Given a chocolate shop with chocolates priced from 1 to 10^9 consecutively. A student visits the shop for K consecutive days and buys chocolates indexed at (A1,A2,A3...An) on each day. You are given an array 'A' representing the chocolate indexes the student buys each day. Determine the minimum priced chocolate remaining in your shop after the kth day.
Constraints
1 <= N <= 500
1 <= A[i] < 10^9
1<=K<=10^5
Sample Test cases -
A = [1,3,5,7,9]
k = 3
O/P — 8
Explanation -
on 1st day 1st , 3rd , 5th , 7th and 9th chocolate is removed. So the chocolate set becomes — (1,2,3,4,5,6,7,8,9.....10^9) ---> (2,4,6,8,10,11,12....10^9)
on 2nd day — again 1st , 3rd , 5th , 7th and 9th chocolate is removed. So the chocolate set becomes — (2,4,6,8,10,11,12....10^9) ---> (4,8,11,13,15,16,17....10^9)

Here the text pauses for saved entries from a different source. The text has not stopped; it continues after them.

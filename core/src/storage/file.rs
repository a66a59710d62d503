// quinta/src/storage/file.rs
use super::KeyValueStore;
use crate::error::{QuintaError, QuintaResult};
use anyhow::Context;
use std::fs;
use std::io::ErrorKind;
use std::path::{Path, PathBuf};
use tracing::{debug, instrument};

/// One `<key>.json` file per key inside a data directory. Writes go to a
/// sibling temp file that is then renamed over the target, so a reader never
/// sees a half-written document.
#[derive(Debug, Clone)]
pub struct JsonFileStore {
  dir: PathBuf,
}

impl JsonFileStore {
  /// Opens the directory, creating it if needed.
  #[instrument(name = "JsonFileStore::open", skip(dir), fields(dir = %dir.as_ref().display()), err(Display))]
  pub fn open(dir: impl AsRef<Path>) -> QuintaResult<Self> {
    let dir = dir.as_ref().to_path_buf();
    fs::create_dir_all(&dir)
      .with_context(|| format!("creating data directory {}", dir.display()))
      .map_err(|e| QuintaError::storage(dir.display().to_string(), e))?;
    Ok(Self { dir })
  }

  pub fn dir(&self) -> &Path {
    &self.dir
  }

  fn path_for(&self, key: &str) -> QuintaResult<PathBuf> {
    let valid = !key.is_empty() && key.chars().all(|c| c.is_ascii_alphanumeric() || c == '_' || c == '-');
    if !valid {
      return Err(QuintaError::Validation(format!("Invalid storage key '{}'", key)));
    }
    Ok(self.dir.join(format!("{}.json", key)))
  }
}

impl KeyValueStore for JsonFileStore {
  fn load(&self, key: &str) -> QuintaResult<Option<String>> {
    let path = self.path_for(key)?;
    match fs::read_to_string(&path) {
      Ok(contents) => Ok(Some(contents)),
      Err(e) if e.kind() == ErrorKind::NotFound => Ok(None),
      Err(e) => Err(QuintaError::storage(
        key,
        anyhow::Error::new(e).context(format!("reading {}", path.display())),
      )),
    }
  }

  fn save(&self, key: &str, value: &str) -> QuintaResult<()> {
    let path = self.path_for(key)?;
    let tmp = path.with_extension("json.tmp");
    fs::write(&tmp, value)
      .with_context(|| format!("writing {}", tmp.display()))
      .and_then(|_| fs::rename(&tmp, &path).with_context(|| format!("renaming onto {}", path.display())))
      .map_err(|e| QuintaError::storage(key, e))?;
    debug!(key, bytes = value.len(), "Collection written to disk.");
    Ok(())
  }
}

on 3rd day — again 1st , 3rd , 5th , 7th and 9th chocolate is removed. So the chocolate set becomes — (4,8,11,13,15,16,17....10^9) ---> (8,13,16,18,20,21,22....10^9)
Minimum priced chocolate after 3rd day is 8.

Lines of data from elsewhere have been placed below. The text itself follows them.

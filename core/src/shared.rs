// quinta/src/shared.rs
use crate::storage::KeyValueStore;
use crate::storefront::Storefront;
use parking_lot::{MappedRwLockReadGuard, RwLock, RwLockReadGuard, RwLockWriteGuard};
use std::sync::Arc;

/// A `Storefront` shared between request handlers. Many readers or a single
/// writer at a time.
///
/// IMPORTANT: guards are blocking and MUST NOT be held across `.await`
/// suspension points.
#[derive(Debug)]
pub struct SharedStorefront<S: KeyValueStore + 'static>(Arc<RwLock<Storefront<S>>>);

impl<S: KeyValueStore + 'static> SharedStorefront<S> {
  pub fn new(storefront: Storefront<S>) -> Self {
    SharedStorefront(Arc::new(RwLock::new(storefront)))
  }

  pub fn read(&self) -> RwLockReadGuard<'_, Storefront<S>> {
    self.0.read()
  }

  pub fn write(&self) -> RwLockWriteGuard<'_, Storefront<S>> {
    self.0.write()
  }

  pub fn try_write(&self) -> Option<RwLockWriteGuard<'_, Storefront<S>>> {
    self.0.try_write()
  }

  /// Read guard narrowed to one part of the storefront.
  /// Example: `shared.map_read(|s| s.state().catalog.products())`
  pub fn map_read<F, U: ?Sized>(&self, f: F) -> MappedRwLockReadGuard<'_, U>
  where
    F: FnOnce(&Storefront<S>) -> &U,
  {
    RwLockReadGuard::map(self.read(), f)
  }
}

impl<S: KeyValueStore + 'static> Clone for SharedStorefront<S> {
  fn clone(&self) -> Self {
    SharedStorefront(Arc::clone(&self.0))
  }
}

Auto comment: topic has been updated by saketag007 (previous revision, new revision, compare).
Auto comment: topic has been updated by saketag007 (previous revision, new revision, compare).

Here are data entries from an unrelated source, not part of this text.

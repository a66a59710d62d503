// tests/storefront_tests.rs
mod common;
use common::*;
use quinta::models::{AccountDraft, AccountKind, EmployeeDraft, Product, ProductDraft};
use quinta::persistence::decode_collection;
use quinta::{
  Cart, CartKind, CategoryKind, KeyValueStore, MemoryStore, QuintaError, Removal, SharedStorefront, StockPolicy,
  Storefront, StorefrontConfig,
};
use serial_test::serial;
use std::sync::Arc;

fn stored_products(store: &MemoryStore) -> Vec<Product> {
  let raw = store.load("quintadosovos_products").unwrap().unwrap();
  decode_collection(quinta::Collection::Products, &raw).unwrap()
}

fn feed_draft(stock: i64) -> ProductDraft {
  ProductDraft {
    name: "Ração Crescimento".to_string(),
    description: "Para frangos".to_string(),
    price_cents: 9_000_000,
    cost_price_cents: 6_000_000,
    category: "Rações".to_string(),
    image: String::new(),
    rating: 5.0,
    stock,
  }
}

#[test]
#[serial]
fn test_checkout_persists_catalog_and_ledger() {
  setup_tracing();
  let store = Arc::new(MemoryStore::new());
  let mut storefront = Storefront::open(Arc::clone(&store), StorefrontConfig::default().without_seed()).unwrap();
  let id = storefront.add_product(feed_draft(5)).unwrap().id;

  let mut cart = Cart::new();
  storefront.add_to_cart(&mut cart, id).unwrap();
  storefront.add_to_cart(&mut cart, id).unwrap();
  let invoice = storefront.checkout(&mut cart, CartKind::Storefront).unwrap().unwrap();
  assert_eq!(invoice.total_cents, 18_000_000);

  assert_eq!(stored_products(&store)[0].stock, 3);
  let raw = store.load("quintadosovos_transactions").unwrap().unwrap();
  assert!(raw.contains("\"amountCents\":18000000"));
  assert!(raw.contains("\"type\":\"ENTRADA\""));

  let reopened = Storefront::open(Arc::clone(&store), StorefrontConfig::default().without_seed()).unwrap();
  assert_eq!(reopened.state().ledger.len(), 1);
  assert_eq!(reopened.product(id).unwrap().stock, 3);
}

#[test]
#[serial]
fn test_point_of_sale_cart_survives_checkout() {
  setup_tracing();
  let mut storefront = empty_storefront(StockPolicy::RejectOversell);
  let id = storefront.add_product(feed_draft(5)).unwrap().id;
  let mut till = Cart::new();
  storefront.add_to_cart(&mut till, id).unwrap();
  storefront.checkout(&mut till, CartKind::PointOfSale).unwrap().unwrap();
  assert_eq!(till.item_count(), 1);
  assert_eq!(storefront.state().ledger.entries()[0].description, "Venda POS");
}

#[test]
#[serial]
fn test_configured_policy_applies_to_checkout() {
  setup_tracing();
  let mut strict = empty_storefront(StockPolicy::RejectOversell);
  let id = strict.add_product(feed_draft(1)).unwrap().id;
  let mut cart = Cart::new();
  strict.add_to_cart(&mut cart, id).unwrap();
  cart.update_quantity(id, 1);
  assert!(matches!(
    strict.checkout(&mut cart, CartKind::Storefront),
    Err(QuintaError::InsufficientStock { .. })
  ));

  let mut lenient = empty_storefront(StockPolicy::AllowBackorder);
  let id = lenient.add_product(feed_draft(1)).unwrap().id;
  let mut cart = Cart::new();
  lenient.add_to_cart(&mut cart, id).unwrap();
  cart.update_quantity(id, 1);
  lenient.checkout(&mut cart, CartKind::Storefront).unwrap().unwrap();
  assert_eq!(lenient.dashboard().backordered, 1);
}

#[test]
#[serial]
fn test_delete_product_cascades_to_carts() {
  setup_tracing();
  let store = Arc::new(MemoryStore::new());
  let mut storefront = Storefront::open(Arc::clone(&store), StorefrontConfig::default().without_seed()).unwrap();
  let doomed = storefront.add_product(feed_draft(5)).unwrap().id;
  let kept = storefront.add_product(feed_draft(5)).unwrap().id;

  let mut shop_cart = Cart::new();
  let mut till = Cart::new();
  for cart in [&mut shop_cart, &mut till] {
    storefront.add_to_cart(cart, doomed).unwrap();
    storefront.add_to_cart(cart, kept).unwrap();
  }

  let declined = storefront.delete_product(doomed, &false, [&mut shop_cart, &mut till]).unwrap();
  assert_eq!(declined, Removal::Declined);
  assert_eq!(shop_cart.lines().len(), 2);

  let removed = storefront.delete_product(doomed, &true, [&mut shop_cart, &mut till]).unwrap();
  assert_eq!(removed.removed().unwrap().id, doomed);
  assert!(shop_cart.line(doomed).is_none());
  assert!(till.line(doomed).is_none());
  assert!(till.line(kept).is_some());
  assert_eq!(stored_products(&store).len(), 1);

  let again = storefront.delete_product(doomed, &true, std::iter::empty()).unwrap();
  assert_eq!(again, Removal::Missing);
}

#[test]
#[serial]
fn test_category_delete_persists_cascade() {
  setup_tracing();
  let store = Arc::new(MemoryStore::new());
  let mut storefront = Storefront::open(Arc::clone(&store), StorefrontConfig::default().without_seed()).unwrap();
  storefront.add_category(CategoryKind::Product, "Rações").unwrap();
  storefront.add_product(feed_draft(5)).unwrap();
  storefront.add_product(feed_draft(2)).unwrap();

  let outcome = storefront.delete_category(CategoryKind::Product, "Rações", &true).unwrap();
  assert_eq!(outcome.removed().unwrap().products, 2);
  assert!(stored_products(&store).iter().all(|p| is_uncategorized(&p.category)));
  let raw = store.load("quintadosovos_categories").unwrap().unwrap();
  assert_eq!(raw, r#"{"schemaVersion":1,"items":[]}"#);
}

#[test]
#[serial]
fn test_payroll_and_dashboard() {
  setup_tracing();
  let mut storefront = empty_storefront(StockPolicy::RejectOversell);
  storefront.add_product(feed_draft(3)).unwrap();
  let maria = storefront
    .hire(EmployeeDraft {
      name: "Maria".to_string(),
      role: "Tratadora".to_string(),
      category: "Produção".to_string(),
      salary_cents: 18_000_000,
      admission_date: None,
      contact: String::new(),
    })
    .unwrap()
    .id;
  storefront
    .open_account(AccountDraft {
      entity_name: "Cliente A".to_string(),
      kind: AccountKind::Cliente,
      opening_balance_cents: 0,
    })
    .unwrap();

  let before = storefront.dashboard();
  assert_eq!(before.pending_payroll, 1);
  assert_eq!(before.low_stock, 1);

  storefront.pay_salary(maria).unwrap();
  assert!(matches!(storefront.pay_salary(maria), Err(QuintaError::AlreadyPaid { .. })));

  let after = storefront.dashboard();
  assert_eq!(after.product_count, 1);
  assert_eq!(after.employee_count, 1);
  assert_eq!(after.transaction_count, 1);
  assert_eq!(after.pending_payroll, 0);
  assert_eq!(after.ledger.expenses_cents, 18_000_000);
  assert_eq!(after.ledger.net_cents, -18_000_000);

  assert_eq!(storefront.open_payroll_cycle().unwrap(), 1);
  assert_eq!(storefront.dashboard().pending_payroll, 1);
}

#[test]
#[serial]
fn test_shared_storefront_serialises_writers() {
  setup_tracing();
  let shared = SharedStorefront::new(empty_storefront(StockPolicy::RejectOversell));
  let id = shared.write().add_product(feed_draft(100)).unwrap().id;

  let handles: Vec<_> = (0..4)
    .map(|_| {
      let shared = shared.clone();
      std::thread::spawn(move || {
        for _ in 0..5 {
          let mut cart = Cart::new();
          let mut guard = shared.write();
          guard.add_to_cart(&mut cart, id).unwrap();
          guard.checkout(&mut cart, CartKind::Storefront).unwrap();
        }
      })
    })
    .collect();
  for handle in handles {
    handle.join().unwrap();
  }

  let products = shared.map_read(|s| s.state().catalog.products());
  assert_eq!(products[0].stock, 80);
  drop(products);
  assert_eq!(shared.read().state().ledger.len(), 20);
}

/// Memory store whose saves fail for every key containing `failing`.
#[derive(Default)]
struct FailingStore {
  inner: MemoryStore,
  failing: parking_lot::Mutex<Option<&'static str>>,
}

impl FailingStore {
  fn fail_on(&self, fragment: Option<&'static str>) {
    *self.failing.lock() = fragment;
  }
}

impl KeyValueStore for FailingStore {
  fn load(&self, key: &str) -> quinta::QuintaResult<Option<String>> {
    self.inner.load(key)
  }

  fn save(&self, key: &str, value: &str) -> quinta::QuintaResult<()> {
    if let Some(fragment) = *self.failing.lock() {
      if key.contains(fragment) {
        return Err(QuintaError::storage(key, anyhow::anyhow!("disk full")));
      }
    }
    self.inner.save(key, value)
  }
}

#[test]
#[serial]
fn test_failed_save_rolls_checkout_back() {
  setup_tracing();
  let store = Arc::new(FailingStore::default());
  let mut storefront = Storefront::open(Arc::clone(&store), StorefrontConfig::default()).unwrap();
  storefront.persist_all().unwrap();

  let mut cart = Cart::new();
  storefront.add_to_cart(&mut cart, 2).unwrap();
  let before_cart = cart.clone();
  let before_state = storefront.state().clone();

  // Products save first and succeed, then the ledger save fails.
  store.fail_on(Some("transactions"));
  let err = storefront.checkout(&mut cart, CartKind::Storefront).unwrap_err();
  assert!(matches!(err, QuintaError::Storage { .. }));
  assert_eq!(storefront.state(), &before_state);
  assert_eq!(cart, before_cart);
  let raw = store.inner.load("quintadosovos_products").unwrap().unwrap();
  let stored: Vec<Product> = decode_collection(quinta::Collection::Products, &raw).unwrap();
  assert_eq!(stored.iter().find(|p| p.id == 2).unwrap().stock, 25);

  store.fail_on(None);
  let invoice = storefront.checkout(&mut cart, CartKind::Storefront).unwrap().unwrap();
  assert_eq!(invoice.total_cents, 11_500_000);
  assert_eq!(storefront.state().ledger.len(), 1);
  assert_eq!(storefront.product(2).unwrap().stock, 24);
  assert!(cart.is_empty());
}

#[test]
#[serial]
fn test_failed_save_rolls_back_payroll_and_cascades() {
  setup_tracing();
  let store = Arc::new(FailingStore::default());
  let mut storefront = Storefront::open(Arc::clone(&store), StorefrontConfig::default()).unwrap();
  let hired = storefront
    .hire(EmployeeDraft {
      name: "Rosa Neto".to_string(),
      role: "Tratadora".to_string(),
      category: "Produção".to_string(),
      salary_cents: 15_000_000,
      admission_date: None,
      contact: String::new(),
    })
    .unwrap();
  let before = storefront.state().clone();

  store.fail_on(Some("quintadosovos"));
  assert!(storefront.pay_salary(hired.id).is_err());
  assert!(storefront.rename_category(CategoryKind::Staff, "Produção", "Aviário").is_err());
  assert!(storefront.add_product(feed_draft(3)).is_err());
  assert_eq!(storefront.state(), &before);

  store.fail_on(None);
  assert!(storefront.pay_salary(hired.id).is_ok());
  assert_eq!(storefront.state().ledger.len(), 1);
}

Auto comment: topic has been updated by saketag007 (previous revision, new revision, compare).
This is an old codeforces contest problem, but I don't remember the number.
https://codeforces.com/problemset/problem/1852/A
This is a harder version of what you stated.
Isn't this actually easier? Because in this case you don't have to worry about elements running out, since the set is of size $$$10^{100}$$$
That's a valid concern, but I think we can avoid it. Imagine that the chocolates from $$$10^9+1$$$ to $$$10^{100}$$$ were present in the chocolate set in the beginning. Note that whenever you remove chocolates above $$$10^9$$$, that does not affect any positions of chocolates below or equal to $$$10^9$$$. That is because in this version we remove large numbered chocolates, rather than simply not removing them in the original version of the problem, and therefore this is the only difference.
So as long as there exists a chocolate below or equal to $$$10^9$$$ at the end of the operations, the answer for both problems is the same. And this is always true because we remove at most $$$N$$$ chocolates on each of $$$k$$$ operations, and $$$Nk < 10^9$$$.